PROBLEM DETAILS — For each line in the data that includes "push", make a copy.

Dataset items
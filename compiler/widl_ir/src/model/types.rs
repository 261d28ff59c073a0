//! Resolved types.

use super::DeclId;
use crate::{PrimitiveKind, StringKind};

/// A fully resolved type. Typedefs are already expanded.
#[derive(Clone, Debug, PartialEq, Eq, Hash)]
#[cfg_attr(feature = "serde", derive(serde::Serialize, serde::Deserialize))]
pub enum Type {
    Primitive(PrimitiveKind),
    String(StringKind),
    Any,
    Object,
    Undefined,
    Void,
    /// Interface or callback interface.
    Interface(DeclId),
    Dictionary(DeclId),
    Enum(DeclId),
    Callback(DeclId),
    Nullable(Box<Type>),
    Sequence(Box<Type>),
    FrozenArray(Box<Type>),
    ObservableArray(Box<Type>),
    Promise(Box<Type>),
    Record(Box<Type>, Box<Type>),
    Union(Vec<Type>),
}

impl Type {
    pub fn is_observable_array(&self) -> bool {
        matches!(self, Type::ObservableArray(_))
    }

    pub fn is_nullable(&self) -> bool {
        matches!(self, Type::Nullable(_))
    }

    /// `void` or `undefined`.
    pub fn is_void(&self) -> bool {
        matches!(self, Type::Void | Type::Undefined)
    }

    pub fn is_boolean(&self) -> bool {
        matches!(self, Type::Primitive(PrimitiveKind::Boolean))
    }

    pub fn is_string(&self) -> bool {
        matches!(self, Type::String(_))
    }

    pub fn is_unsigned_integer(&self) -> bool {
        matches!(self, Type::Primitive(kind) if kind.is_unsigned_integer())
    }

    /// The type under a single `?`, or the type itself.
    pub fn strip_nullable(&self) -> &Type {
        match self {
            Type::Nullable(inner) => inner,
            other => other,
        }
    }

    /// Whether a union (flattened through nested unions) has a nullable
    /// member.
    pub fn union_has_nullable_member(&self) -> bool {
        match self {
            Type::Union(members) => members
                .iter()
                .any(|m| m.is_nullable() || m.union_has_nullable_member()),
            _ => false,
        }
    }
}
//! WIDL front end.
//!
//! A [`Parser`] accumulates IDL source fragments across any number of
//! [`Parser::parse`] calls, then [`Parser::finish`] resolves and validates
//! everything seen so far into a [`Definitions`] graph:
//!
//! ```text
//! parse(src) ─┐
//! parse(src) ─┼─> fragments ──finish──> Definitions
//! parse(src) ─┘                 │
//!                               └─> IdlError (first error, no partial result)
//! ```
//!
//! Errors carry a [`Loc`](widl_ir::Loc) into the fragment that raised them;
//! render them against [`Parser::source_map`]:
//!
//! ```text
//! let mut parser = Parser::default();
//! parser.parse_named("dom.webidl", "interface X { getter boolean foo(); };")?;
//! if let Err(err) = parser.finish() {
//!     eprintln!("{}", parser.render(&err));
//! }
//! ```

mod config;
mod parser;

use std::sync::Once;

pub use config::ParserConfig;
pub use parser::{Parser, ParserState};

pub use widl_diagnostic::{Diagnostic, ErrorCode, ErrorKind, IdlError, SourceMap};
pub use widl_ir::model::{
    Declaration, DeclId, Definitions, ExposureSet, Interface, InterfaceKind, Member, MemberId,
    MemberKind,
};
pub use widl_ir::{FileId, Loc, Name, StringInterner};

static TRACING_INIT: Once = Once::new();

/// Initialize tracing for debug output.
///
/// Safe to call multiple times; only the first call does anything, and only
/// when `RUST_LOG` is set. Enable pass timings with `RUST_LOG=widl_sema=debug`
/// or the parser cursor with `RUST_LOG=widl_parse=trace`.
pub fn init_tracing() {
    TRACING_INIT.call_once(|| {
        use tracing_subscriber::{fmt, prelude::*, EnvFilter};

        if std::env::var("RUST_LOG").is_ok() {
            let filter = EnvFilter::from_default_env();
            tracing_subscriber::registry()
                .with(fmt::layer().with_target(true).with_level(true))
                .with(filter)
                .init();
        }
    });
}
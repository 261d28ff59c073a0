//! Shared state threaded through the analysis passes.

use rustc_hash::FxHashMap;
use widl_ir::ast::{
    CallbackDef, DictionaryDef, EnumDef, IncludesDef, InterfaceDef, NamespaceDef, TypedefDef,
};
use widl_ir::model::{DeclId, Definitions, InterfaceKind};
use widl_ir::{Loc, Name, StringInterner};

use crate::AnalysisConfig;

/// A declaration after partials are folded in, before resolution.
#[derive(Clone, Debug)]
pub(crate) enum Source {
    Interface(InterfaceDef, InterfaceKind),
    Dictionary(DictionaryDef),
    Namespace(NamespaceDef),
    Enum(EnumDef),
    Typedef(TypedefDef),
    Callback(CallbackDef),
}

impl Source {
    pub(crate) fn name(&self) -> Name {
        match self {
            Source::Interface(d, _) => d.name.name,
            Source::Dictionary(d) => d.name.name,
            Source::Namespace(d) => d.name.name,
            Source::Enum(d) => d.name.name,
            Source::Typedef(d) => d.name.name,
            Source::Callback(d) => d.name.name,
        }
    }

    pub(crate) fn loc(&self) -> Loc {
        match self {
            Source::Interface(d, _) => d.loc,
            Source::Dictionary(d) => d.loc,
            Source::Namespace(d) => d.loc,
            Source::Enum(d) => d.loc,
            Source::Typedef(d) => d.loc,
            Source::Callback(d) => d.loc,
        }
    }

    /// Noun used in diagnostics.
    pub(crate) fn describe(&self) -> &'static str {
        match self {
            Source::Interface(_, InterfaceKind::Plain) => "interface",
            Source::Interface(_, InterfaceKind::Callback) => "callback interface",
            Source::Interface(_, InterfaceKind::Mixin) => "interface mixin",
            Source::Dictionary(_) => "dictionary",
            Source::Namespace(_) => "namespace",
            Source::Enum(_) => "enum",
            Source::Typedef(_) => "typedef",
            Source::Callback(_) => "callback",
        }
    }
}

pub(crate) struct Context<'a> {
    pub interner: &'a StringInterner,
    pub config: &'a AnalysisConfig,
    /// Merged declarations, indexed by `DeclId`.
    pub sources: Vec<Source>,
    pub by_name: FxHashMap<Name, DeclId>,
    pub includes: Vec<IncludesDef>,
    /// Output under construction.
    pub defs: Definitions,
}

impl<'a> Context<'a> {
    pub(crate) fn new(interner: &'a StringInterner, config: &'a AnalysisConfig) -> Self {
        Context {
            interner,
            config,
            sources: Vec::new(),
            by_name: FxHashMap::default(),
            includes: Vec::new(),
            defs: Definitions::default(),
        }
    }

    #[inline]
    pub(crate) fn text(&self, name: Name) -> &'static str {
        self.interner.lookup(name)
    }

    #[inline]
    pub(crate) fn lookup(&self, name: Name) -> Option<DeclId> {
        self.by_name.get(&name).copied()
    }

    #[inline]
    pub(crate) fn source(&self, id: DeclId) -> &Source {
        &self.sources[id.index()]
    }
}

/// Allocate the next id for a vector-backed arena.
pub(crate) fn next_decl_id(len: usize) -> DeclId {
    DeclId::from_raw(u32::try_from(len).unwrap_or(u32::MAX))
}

==

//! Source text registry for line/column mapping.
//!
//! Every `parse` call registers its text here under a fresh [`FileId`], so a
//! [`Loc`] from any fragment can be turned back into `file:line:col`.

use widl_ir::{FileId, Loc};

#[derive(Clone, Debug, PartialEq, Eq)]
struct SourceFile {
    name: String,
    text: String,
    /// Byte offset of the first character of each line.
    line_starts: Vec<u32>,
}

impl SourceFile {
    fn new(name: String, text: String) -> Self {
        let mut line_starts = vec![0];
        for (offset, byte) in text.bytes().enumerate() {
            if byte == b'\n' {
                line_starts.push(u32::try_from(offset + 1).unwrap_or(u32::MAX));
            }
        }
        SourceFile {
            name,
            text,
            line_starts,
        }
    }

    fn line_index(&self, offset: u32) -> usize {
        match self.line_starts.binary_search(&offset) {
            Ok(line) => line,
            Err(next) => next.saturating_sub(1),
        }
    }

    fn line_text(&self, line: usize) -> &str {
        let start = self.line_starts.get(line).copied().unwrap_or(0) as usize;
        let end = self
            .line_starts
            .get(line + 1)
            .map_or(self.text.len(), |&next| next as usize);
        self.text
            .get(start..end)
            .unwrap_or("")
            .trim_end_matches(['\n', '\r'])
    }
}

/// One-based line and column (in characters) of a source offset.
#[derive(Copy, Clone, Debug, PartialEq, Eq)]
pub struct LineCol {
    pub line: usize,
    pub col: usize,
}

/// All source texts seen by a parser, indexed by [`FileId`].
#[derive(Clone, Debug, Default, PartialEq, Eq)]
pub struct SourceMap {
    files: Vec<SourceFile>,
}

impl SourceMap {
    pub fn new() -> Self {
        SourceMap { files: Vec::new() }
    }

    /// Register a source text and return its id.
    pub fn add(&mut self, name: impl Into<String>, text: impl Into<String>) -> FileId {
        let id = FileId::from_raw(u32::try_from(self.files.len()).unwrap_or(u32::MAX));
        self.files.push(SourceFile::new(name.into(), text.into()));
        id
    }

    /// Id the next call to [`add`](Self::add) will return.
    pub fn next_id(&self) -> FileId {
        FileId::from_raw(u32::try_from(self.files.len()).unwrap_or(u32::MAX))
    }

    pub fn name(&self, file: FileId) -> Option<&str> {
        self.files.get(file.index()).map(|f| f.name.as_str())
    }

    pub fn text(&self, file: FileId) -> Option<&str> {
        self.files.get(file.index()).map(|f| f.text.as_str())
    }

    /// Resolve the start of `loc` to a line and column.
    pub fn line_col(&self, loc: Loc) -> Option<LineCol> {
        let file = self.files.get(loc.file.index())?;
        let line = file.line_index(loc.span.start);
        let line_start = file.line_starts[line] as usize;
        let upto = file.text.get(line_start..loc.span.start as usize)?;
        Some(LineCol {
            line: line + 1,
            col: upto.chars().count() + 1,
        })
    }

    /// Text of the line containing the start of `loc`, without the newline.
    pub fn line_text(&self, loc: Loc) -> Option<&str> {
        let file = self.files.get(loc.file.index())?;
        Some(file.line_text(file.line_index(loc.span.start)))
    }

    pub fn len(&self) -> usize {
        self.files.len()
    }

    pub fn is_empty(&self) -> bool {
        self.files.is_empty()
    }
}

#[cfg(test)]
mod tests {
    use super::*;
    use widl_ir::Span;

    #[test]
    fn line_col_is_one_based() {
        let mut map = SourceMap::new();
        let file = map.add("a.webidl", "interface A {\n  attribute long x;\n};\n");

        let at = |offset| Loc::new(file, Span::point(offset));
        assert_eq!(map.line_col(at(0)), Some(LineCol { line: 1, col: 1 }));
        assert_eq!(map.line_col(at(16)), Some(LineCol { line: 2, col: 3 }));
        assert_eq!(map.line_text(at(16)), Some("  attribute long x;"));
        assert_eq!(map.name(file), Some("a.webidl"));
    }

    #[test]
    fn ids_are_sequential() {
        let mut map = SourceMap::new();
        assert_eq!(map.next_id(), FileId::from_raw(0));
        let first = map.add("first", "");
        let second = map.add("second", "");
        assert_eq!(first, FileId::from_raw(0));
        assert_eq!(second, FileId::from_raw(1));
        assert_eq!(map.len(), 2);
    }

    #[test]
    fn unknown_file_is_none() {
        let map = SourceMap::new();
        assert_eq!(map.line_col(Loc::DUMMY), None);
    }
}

---

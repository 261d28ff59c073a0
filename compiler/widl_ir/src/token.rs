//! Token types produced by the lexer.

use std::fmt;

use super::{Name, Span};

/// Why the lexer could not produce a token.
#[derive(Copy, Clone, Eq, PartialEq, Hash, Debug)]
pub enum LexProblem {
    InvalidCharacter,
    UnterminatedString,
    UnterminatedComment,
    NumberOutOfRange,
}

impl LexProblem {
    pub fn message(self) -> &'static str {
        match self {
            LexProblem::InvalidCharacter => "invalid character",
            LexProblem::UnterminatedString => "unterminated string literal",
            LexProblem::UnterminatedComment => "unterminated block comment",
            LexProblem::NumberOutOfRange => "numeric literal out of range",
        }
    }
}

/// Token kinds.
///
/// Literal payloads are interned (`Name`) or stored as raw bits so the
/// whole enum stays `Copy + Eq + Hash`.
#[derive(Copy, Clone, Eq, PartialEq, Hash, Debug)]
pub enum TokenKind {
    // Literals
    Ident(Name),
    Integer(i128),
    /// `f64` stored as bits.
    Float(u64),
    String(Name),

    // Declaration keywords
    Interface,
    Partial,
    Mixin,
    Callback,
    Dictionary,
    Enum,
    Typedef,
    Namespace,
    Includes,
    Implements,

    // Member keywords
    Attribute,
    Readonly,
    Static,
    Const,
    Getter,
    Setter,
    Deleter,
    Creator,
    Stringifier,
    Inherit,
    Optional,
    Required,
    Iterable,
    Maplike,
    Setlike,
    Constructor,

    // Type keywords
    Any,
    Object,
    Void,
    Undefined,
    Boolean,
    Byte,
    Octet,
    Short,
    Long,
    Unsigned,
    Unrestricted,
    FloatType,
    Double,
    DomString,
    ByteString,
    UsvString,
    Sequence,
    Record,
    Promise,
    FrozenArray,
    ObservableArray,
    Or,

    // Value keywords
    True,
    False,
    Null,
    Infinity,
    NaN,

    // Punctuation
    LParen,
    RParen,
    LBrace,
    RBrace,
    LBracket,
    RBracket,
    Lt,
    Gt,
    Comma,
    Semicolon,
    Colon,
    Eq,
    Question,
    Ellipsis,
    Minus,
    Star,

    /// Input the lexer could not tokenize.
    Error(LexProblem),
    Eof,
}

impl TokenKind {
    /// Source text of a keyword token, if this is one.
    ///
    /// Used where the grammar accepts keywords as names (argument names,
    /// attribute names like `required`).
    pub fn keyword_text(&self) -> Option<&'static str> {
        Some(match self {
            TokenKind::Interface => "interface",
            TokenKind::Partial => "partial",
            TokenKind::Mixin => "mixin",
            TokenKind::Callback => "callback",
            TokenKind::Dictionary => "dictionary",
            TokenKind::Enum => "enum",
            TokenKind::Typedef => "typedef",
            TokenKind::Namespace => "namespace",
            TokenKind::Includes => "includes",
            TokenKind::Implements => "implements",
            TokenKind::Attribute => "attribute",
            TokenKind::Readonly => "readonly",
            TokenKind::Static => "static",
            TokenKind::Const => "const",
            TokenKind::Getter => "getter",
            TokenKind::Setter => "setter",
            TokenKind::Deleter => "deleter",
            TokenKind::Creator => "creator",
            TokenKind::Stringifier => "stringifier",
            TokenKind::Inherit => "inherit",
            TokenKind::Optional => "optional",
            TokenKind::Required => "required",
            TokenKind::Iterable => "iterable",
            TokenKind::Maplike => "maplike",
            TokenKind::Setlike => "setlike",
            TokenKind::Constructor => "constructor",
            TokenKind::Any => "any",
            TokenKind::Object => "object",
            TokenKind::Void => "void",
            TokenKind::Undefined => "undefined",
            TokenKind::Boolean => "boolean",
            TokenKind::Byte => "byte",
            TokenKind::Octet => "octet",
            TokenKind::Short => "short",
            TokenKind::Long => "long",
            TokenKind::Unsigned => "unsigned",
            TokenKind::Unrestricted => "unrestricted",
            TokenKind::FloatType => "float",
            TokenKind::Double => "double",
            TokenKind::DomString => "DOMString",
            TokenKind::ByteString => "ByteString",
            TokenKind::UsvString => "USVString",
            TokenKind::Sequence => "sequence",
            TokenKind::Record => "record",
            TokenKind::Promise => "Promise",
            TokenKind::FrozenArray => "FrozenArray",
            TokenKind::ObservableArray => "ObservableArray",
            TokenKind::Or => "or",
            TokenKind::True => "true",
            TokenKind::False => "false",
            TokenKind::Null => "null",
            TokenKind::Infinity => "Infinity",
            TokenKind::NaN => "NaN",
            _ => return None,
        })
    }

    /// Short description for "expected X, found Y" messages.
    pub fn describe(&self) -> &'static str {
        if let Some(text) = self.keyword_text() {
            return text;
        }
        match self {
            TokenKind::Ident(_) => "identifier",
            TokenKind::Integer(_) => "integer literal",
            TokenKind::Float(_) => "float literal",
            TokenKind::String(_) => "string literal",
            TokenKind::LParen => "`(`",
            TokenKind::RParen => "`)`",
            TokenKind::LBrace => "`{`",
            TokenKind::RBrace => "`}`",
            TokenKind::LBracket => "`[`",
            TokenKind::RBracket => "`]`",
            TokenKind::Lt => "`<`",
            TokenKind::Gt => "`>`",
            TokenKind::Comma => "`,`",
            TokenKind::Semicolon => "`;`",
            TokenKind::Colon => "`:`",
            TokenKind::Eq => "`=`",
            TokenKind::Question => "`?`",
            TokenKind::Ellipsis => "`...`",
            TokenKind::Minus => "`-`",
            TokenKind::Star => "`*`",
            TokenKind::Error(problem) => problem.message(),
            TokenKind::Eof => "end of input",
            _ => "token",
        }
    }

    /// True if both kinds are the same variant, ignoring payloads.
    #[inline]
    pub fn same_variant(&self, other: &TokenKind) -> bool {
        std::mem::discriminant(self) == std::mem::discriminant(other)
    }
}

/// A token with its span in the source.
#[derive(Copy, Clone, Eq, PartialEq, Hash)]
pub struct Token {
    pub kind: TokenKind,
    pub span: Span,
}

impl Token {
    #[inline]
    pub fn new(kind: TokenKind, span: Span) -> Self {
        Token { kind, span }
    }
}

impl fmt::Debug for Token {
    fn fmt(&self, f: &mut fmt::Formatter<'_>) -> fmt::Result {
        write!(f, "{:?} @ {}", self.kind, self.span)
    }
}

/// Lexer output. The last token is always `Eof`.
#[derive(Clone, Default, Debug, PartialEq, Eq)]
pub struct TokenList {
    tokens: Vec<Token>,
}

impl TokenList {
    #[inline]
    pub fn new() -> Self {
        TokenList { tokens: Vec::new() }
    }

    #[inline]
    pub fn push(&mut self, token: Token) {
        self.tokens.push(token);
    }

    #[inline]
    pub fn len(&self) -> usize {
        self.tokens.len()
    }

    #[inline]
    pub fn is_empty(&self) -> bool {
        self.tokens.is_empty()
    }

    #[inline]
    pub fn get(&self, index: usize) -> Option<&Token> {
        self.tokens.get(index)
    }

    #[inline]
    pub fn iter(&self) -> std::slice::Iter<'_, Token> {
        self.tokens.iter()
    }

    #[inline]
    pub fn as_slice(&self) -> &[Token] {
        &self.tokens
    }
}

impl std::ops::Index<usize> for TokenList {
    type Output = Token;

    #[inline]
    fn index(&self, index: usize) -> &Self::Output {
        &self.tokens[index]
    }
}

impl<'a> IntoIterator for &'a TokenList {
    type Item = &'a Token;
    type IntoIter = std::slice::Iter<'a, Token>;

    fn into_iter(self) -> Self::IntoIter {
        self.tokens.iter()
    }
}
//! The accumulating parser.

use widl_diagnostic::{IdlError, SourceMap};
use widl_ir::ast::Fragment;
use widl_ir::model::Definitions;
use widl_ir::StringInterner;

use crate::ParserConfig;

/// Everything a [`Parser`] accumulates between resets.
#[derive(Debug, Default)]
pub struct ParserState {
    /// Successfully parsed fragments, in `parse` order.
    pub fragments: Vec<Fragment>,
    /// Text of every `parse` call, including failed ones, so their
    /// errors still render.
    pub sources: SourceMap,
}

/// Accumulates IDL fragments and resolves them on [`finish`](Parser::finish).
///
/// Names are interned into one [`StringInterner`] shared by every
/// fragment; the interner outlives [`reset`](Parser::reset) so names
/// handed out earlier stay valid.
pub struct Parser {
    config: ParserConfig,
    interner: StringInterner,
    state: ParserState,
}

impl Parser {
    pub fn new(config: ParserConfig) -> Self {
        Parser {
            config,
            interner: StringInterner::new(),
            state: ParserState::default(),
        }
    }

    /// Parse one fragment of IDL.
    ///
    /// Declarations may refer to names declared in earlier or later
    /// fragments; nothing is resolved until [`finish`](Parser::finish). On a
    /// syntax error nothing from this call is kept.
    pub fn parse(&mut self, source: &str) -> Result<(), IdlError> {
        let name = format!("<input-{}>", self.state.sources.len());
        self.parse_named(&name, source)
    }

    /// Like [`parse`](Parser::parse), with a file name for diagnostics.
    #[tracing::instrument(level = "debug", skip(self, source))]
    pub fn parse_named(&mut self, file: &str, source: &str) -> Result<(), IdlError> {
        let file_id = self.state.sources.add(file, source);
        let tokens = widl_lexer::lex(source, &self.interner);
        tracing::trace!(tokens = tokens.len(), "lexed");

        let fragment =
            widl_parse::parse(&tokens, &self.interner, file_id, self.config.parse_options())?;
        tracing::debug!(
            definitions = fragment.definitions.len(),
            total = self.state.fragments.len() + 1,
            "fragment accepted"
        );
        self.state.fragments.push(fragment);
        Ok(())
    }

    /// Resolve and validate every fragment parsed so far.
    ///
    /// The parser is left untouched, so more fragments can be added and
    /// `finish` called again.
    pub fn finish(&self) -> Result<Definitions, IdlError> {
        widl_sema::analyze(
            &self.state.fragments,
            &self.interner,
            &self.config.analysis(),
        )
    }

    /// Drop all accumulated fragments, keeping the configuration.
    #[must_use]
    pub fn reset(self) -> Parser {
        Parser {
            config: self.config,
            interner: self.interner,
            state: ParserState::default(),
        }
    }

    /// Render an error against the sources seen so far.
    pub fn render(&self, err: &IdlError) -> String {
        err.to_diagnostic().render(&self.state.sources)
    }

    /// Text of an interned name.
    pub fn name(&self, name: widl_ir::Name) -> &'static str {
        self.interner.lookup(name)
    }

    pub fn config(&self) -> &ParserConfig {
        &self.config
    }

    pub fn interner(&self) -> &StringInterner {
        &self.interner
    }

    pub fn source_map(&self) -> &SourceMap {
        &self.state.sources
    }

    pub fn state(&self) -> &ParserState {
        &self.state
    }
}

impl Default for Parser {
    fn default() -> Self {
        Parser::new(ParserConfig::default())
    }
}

ANSWER SECTION —
                line_starts.push(u32::try_from(offset + 1).unwrap_or(u32::MAX));
        self.files.push(SourceFile::new(name.into(), text.into()));
    pub fn push(&mut self, token: Token) {
        self.tokens.push(token);
        self.state.fragments.push(fragment);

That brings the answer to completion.